--- Exercise ---
Exactly as written, copy the lines of the data below from the first through the one containing "a channel sized".

Items from a dataset

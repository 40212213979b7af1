//! Concurrent batch rendering across (file, mode) pairs.

use std::path::PathBuf;

use image::RgbaImage;
use tokio::sync::mpsc;
use tracing::{info, warn};

use mosaic_common::{output_path, partition, MosaicError, MosaicResult, RenderMode, SizingConfig};
use renderer::{render_grid, render_palette};

use crate::codec;
use crate::config::Config;

/// One unit of work: a single (source path, render mode) pair.
#[derive(Debug, Clone)]
struct RenderJob {
    path: PathBuf,
    mode: RenderMode,
    sizing: SizingConfig,
}

/// Posted exactly once by every unit, success or failure.
#[derive(Debug)]
struct JobOutcome {
    path: PathBuf,
    mode: RenderMode,
    result: MosaicResult<PathBuf>,
}

/// Render every (input file, mode) pair concurrently.
///
/// Each pair becomes one independent blocking task that decodes, tiles,
/// renders and encodes on its own; no state is shared between units. All
/// tasks launch eagerly, then post exactly one outcome on a channel sized
/// for the whole batch, and the drain loop waits for every outcome before
/// returning. A failed unit never aborts its siblings; the returned list
/// carries every failure in completion order.
pub async fn process_batch(config: Config) -> Vec<MosaicError> {
    let jobs: Vec<RenderJob> = config
        .input_files
        .iter()
        .flat_map(|path| {
            config.modes.iter().map(|mode| RenderJob {
                path: path.clone(),
                mode: *mode,
                sizing: config.sizing,
            })
        })
        .collect();

    let total = jobs.len();
    if total == 0 {
        return Vec::new();
    }

    let (tx, mut rx) = mpsc::channel(total);
    for job in jobs {
        let tx = tx.clone();
        tokio::task::spawn_blocking(move || {
            // The channel holds the whole batch, so this send never blocks.
            let _ = tx.blocking_send(job.run());
        });
    }
    drop(tx);

    let mut errors = Vec::new();
    for completed in 1..=total {
        let Some(outcome) = rx.recv().await else { break };
        match outcome.result {
            Ok(output) => info!(
                mode = %outcome.mode,
                path = %outcome.path.display(),
                output = %output.display(),
                completed,
                total,
                "render complete"
            ),
            Err(e) => {
                warn!(
                    mode = %outcome.mode,
                    path = %outcome.path.display(),
                    error = %e,
                    completed,
                    total,
                    "render failed"
                );
                errors.push(e);
            }
        }
    }

    errors
}

impl RenderJob {
    /// Run the unit to completion; every failure path ends in an outcome.
    fn run(self) -> JobOutcome {
        let result = self.execute();
        JobOutcome {
            path: self.path,
            mode: self.mode,
            result,
        }
    }

    /// Decode, tile, render and encode one (path, mode) pair.
    ///
    /// Only palette mode honors a configured output resolution; grid mode
    /// always renders at the source dimensions.
    fn execute(&self) -> MosaicResult<PathBuf> {
        let source = codec::read_image(&self.path)?;
        let (width, height) = source.dimensions();
        let rows = self.sizing.grid_rows;
        let cols = self.sizing.grid_cols;
        let input_grid = partition(width, height, rows, cols);

        let destination = match self.mode {
            RenderMode::Grid => {
                let mut destination = RgbaImage::new(width, height);
                render_grid(&source, &input_grid, &mut destination);
                destination
            }
            RenderMode::Palette => {
                let (out_width, out_height) =
                    self.sizing.output_override().unwrap_or((width, height));
                let output_grid = if (out_width, out_height) == (width, height) {
                    input_grid.clone()
                } else {
                    partition(out_width, out_height, rows, cols)
                };
                let mut destination = RgbaImage::new(out_width, out_height);
                render_palette(&source, &input_grid, &mut destination, &output_grid)?;
                destination
            }
        };

        let output = output_path(&self.path, self.mode);
        codec::write_image(&destination, &output)?;
        Ok(output)
    }
}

--- Answer to this problem ---
repository 40212213979b7af1
//! Concurrent batch rendering across (file, mode) pairs.

use std::path::PathBuf;

use image::RgbaImage;
use tokio::sync::mpsc;
use tracing::{info, warn};

use mosaic_common::{output_path, partition, MosaicError, MosaicResult, RenderMode, SizingConfig};
use renderer::{render_grid, render_palette};

use crate::codec;
use crate::config::Config;

/// One unit of work: a single (source path, render mode) pair.
#[derive(Debug, Clone)]
struct RenderJob {
    path: PathBuf,
    mode: RenderMode,
    sizing: SizingConfig,
}

/// Posted exactly once by every unit, success or failure.
#[derive(Debug)]
struct JobOutcome {
    path: PathBuf,
    mode: RenderMode,
    result: MosaicResult<PathBuf>,
}

/// Render every (input file, mode) pair concurrently.
///
/// Each pair becomes one independent blocking task that decodes, tiles,
/// renders and encodes on its own; no state is shared between units. All
/// tasks launch eagerly, then post exactly one outcome on a channel sized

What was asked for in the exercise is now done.